What to do: Scan the records for the word "Completion". Report each line where it occurs.

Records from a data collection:
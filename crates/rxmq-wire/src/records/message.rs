use super::{MqByte24, MqByte32, MqChar4, MqChar8, MqChar12, MqChar28, MqChar32, MqChar48};
use crate::constants::{
    MQCCSI_Q_MGR, MQEI_UNLIMITED, MQENC_NATIVE, MQFB_NONE, MQFMT_NONE, MQMT_DATAGRAM,
    MQOL_UNDEFINED, MQPER_PERSISTENCE_AS_Q_DEF, MQPRI_PRIORITY_AS_Q_DEF,
};

/// Message descriptor (`MQMD`), versions 1 and 2.
///
/// The default is the version 2 layout with `version` set to 1, which is
/// what a fresh descriptor handed to a put or get looks like.
#[derive(Debug, Clone, PartialEq, Eq)]
pub struct MessageDescriptor {
    pub version: i32,
    pub report: i32,
    pub msg_type: i32,
    pub expiry: i32,
    pub feedback: i32,
    pub encoding: i32,
    pub coded_char_set_id: i32,
    pub format: MqChar8,
    pub priority: i32,
    pub persistence: i32,
    pub msg_id: MqByte24,
    pub correl_id: MqByte24,
    pub backout_count: i32,
    pub reply_to_q: MqChar48,
    pub reply_to_qmgr: MqChar48,
    pub user_identifier: MqChar12,
    pub accounting_token: MqByte32,
    pub appl_identity_data: MqChar32,
    pub put_appl_type: i32,
    pub put_appl_name: MqChar28,
    pub put_date: MqChar8,
    pub put_time: MqChar8,
    pub appl_origin_data: MqChar4,
    // Version 2
    pub group_id: MqByte24,
    pub msg_seq_number: i32,
    pub offset: i32,
    pub msg_flags: i32,
    pub original_length: i32,
}

impl Default for MessageDescriptor {
    fn default() -> Self {
        Self {
            version: 1,
            report: 0,
            msg_type: MQMT_DATAGRAM,
            expiry: MQEI_UNLIMITED,
            feedback: MQFB_NONE,
            encoding: MQENC_NATIVE,
            coded_char_set_id: MQCCSI_Q_MGR,
            format: *MQFMT_NONE,
            priority: MQPRI_PRIORITY_AS_Q_DEF,
            persistence: MQPER_PERSISTENCE_AS_Q_DEF,
            msg_id: [0; 24],
            correl_id: [0; 24],
            backout_count: 0,
            reply_to_q: [0; 48],
            reply_to_qmgr: [0; 48],
            user_identifier: [0; 12],
            accounting_token: [0; 32],
            appl_identity_data: [0; 32],
            put_appl_type: 0,
            put_appl_name: [0; 28],
            put_date: [0; 8],
            put_time: [0; 8],
            appl_origin_data: [0; 4],
            group_id: [0; 24],
            msg_seq_number: 1,
            offset: 0,
            msg_flags: 0,
            original_length: MQOL_UNDEFINED,
        }
    }
}
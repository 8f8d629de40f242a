//! CLI argument definitions for `rxmq`.

use std::path::PathBuf;

use clap::{Args, Parser, Subcommand, ValueEnum};
use clap_verbosity_flag::{Verbosity, WarnLevel};
use colorchoice_clap::Color;
use rxmq_core::RecordKind;
use rxmq_symbols::SymbolKind;
use rxmq_wire::ByteOrder;
use tracing::level_filters::LevelFilter;

use crate::logging::LogFormat;

#[derive(Parser)]
#[command(
    name = "rxmq",
    version,
    about = "Split MQ message data into stem variables",
    long_about = "Split MQ message data into the stem variables a script would see.\n\n\
                  Decodes PCF events, dead-letter and transmission headers and\n\
                  trigger messages, and normalizes descriptor stems."
)]
pub struct Cli {
    #[command(subcommand)]
    pub command: Command,

    /// Engine options file (TOML). Flags override its values.
    #[arg(long = "config", value_name = "PATH", global = true)]
    pub config: Option<PathBuf>,

    /// Byte order of binary integers in the input.
    #[arg(long = "byte-order", value_enum, global = true)]
    pub byte_order: Option<ByteOrderArg>,

    /// Output format for decoded variables.
    #[arg(long = "output", value_enum, default_value = "table", global = true)]
    pub output: OutputArg,

    /// Adjust log verbosity (-v for debug, -vv for trace, -q for errors only).
    #[command(flatten)]
    pub verbosity: Verbosity<WarnLevel>,

    /// Control ANSI color output (auto, always, never).
    #[command(flatten)]
    pub color: Color,

    /// Explicit log level (overrides -v/-q flags).
    #[arg(long = "log-level", value_enum, global = true)]
    pub log_level: Option<LogLevelArg>,

    /// Log output format (pretty for human, json for machine parsing).
    #[arg(
        long = "log-format",
        value_enum,
        default_value = "pretty",
        global = true
    )]
    pub log_format: LogFormatArg,

    /// Write logs to a file instead of stderr.
    #[arg(long = "log-file", value_name = "PATH", global = true)]
    pub log_file: Option<PathBuf>,
}

#[derive(Subcommand)]
pub enum Command {
    /// Decode a PCF event message.
    Event(EventArgs),

    /// Split a dead-letter or transmission header from its message.
    Hxt(InputArgs),

    /// Decode a trigger message.
    Tm(TriggerArgs),

    /// Read a descriptor stem and write it back with every default filled.
    Record(RecordArgs),

    /// List the embedded MQ symbols.
    Symbols(SymbolsArgs),
}

#[derive(Args)]
pub struct InputArgs {
    /// File holding the message data.
    #[arg(value_name = "FILE")]
    pub file: PathBuf,
}

#[derive(Args)]
pub struct EventArgs {
    #[command(flatten)]
    pub input: InputArgs,

    /// Accept reason codes that have no symbolic name.
    #[arg(long = "relaxed-reasons")]
    pub relaxed_reasons: bool,

    /// Also decode command server responses.
    #[arg(long = "responses")]
    pub responses: bool,
}

#[derive(Args)]
pub struct TriggerArgs {
    #[command(flatten)]
    pub input: InputArgs,

    /// The file holds `MQTMC2` (as passed to a triggered program).
    #[arg(long = "compact")]
    pub compact: bool,

    /// Queue manager name placed in the synthesized `MQTMC2`.
    #[arg(long = "qmgr", value_name = "NAME")]
    pub qmgr: Option<String>,
}

#[derive(Args)]
pub struct RecordArgs {
    /// Record kind.
    #[arg(value_enum)]
    pub kind: RecordKindArg,

    /// Input variable, relative to the stem (repeatable).
    #[arg(long = "set", value_name = "TAG=VALUE")]
    pub set: Vec<String>,
}

#[derive(Args)]
pub struct SymbolsArgs {
    /// Only list symbols of this kind.
    #[arg(long = "kind", value_enum)]
    pub kind: Option<SymbolKindArg>,
}

#[derive(Clone, Copy, ValueEnum)]
pub enum ByteOrderArg {
    Native,
    Little,
    Big,
}

impl From<ByteOrderArg> for ByteOrder {
    fn from(arg: ByteOrderArg) -> Self {
        match arg {
            ByteOrderArg::Native => Self::Native,
            ByteOrderArg::Little => Self::Little,
            ByteOrderArg::Big => Self::Big,
        }
    }
}

#[derive(Clone, Copy, ValueEnum)]
pub enum RecordKindArg {
    Od,
    Md,
    Gmo,
    Pmo,
    Sd,
}

impl From<RecordKindArg> for RecordKind {
    fn from(arg: RecordKindArg) -> Self {
        match arg {
            RecordKindArg::Od => Self::Od,
            RecordKindArg::Md => Self::Md,
            RecordKindArg::Gmo => Self::Gmo,
            RecordKindArg::Pmo => Self::Pmo,
            RecordKindArg::Sd => Self::Sd,
        }
    }
}

#[derive(Clone, Copy, ValueEnum)]
pub enum SymbolKindArg {
    Constant,
    Reason,
    Completion,
    Attribute,
}

impl From<SymbolKindArg> for SymbolKind {
    fn from(arg: SymbolKindArg) -> Self {
        match arg {
            SymbolKindArg::Constant => Self::Constant,
            SymbolKindArg::Reason => Self::Reason,
            SymbolKindArg::Completion => Self::Completion,
            SymbolKindArg::Attribute => Self::Attribute,
        }
    }
}

/// Output format choices.
#[derive(Clone, Copy, PartialEq, Eq, ValueEnum)]
pub enum OutputArg {
    Table,
    Json,
}

/// CLI log level choices.
#[derive(Clone, Copy, ValueEnum)]
pub enum LogLevelArg {
    Error,
    Warn,
    Info,
    Debug,
    Trace,
}

impl From<LogLevelArg> for LevelFilter {
    fn from(arg: LogLevelArg) -> Self {
        match arg {
            LogLevelArg::Error => Self::ERROR,
            LogLevelArg::Warn => Self::WARN,
            LogLevelArg::Info => Self::INFO,
            LogLevelArg::Debug => Self::DEBUG,
            LogLevelArg::Trace => Self::TRACE,
        }
    }
}

/// CLI log format choices.
#[derive(Clone, Copy, ValueEnum)]
pub enum LogFormatArg {
    Pretty,
    Compact,
    Json,
}

impl From<LogFormatArg> for LogFormat {
    fn from(arg: LogFormatArg) -> Self {
        match arg {
            LogFormatArg::Pretty => Self::Pretty,
            LogFormatArg::Compact => Self::Compact,
            LogFormatArg::Json => Self::Json,
        }
    }
}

Response:
    Completion,
            SymbolKindArg::Completion => Self::Completion,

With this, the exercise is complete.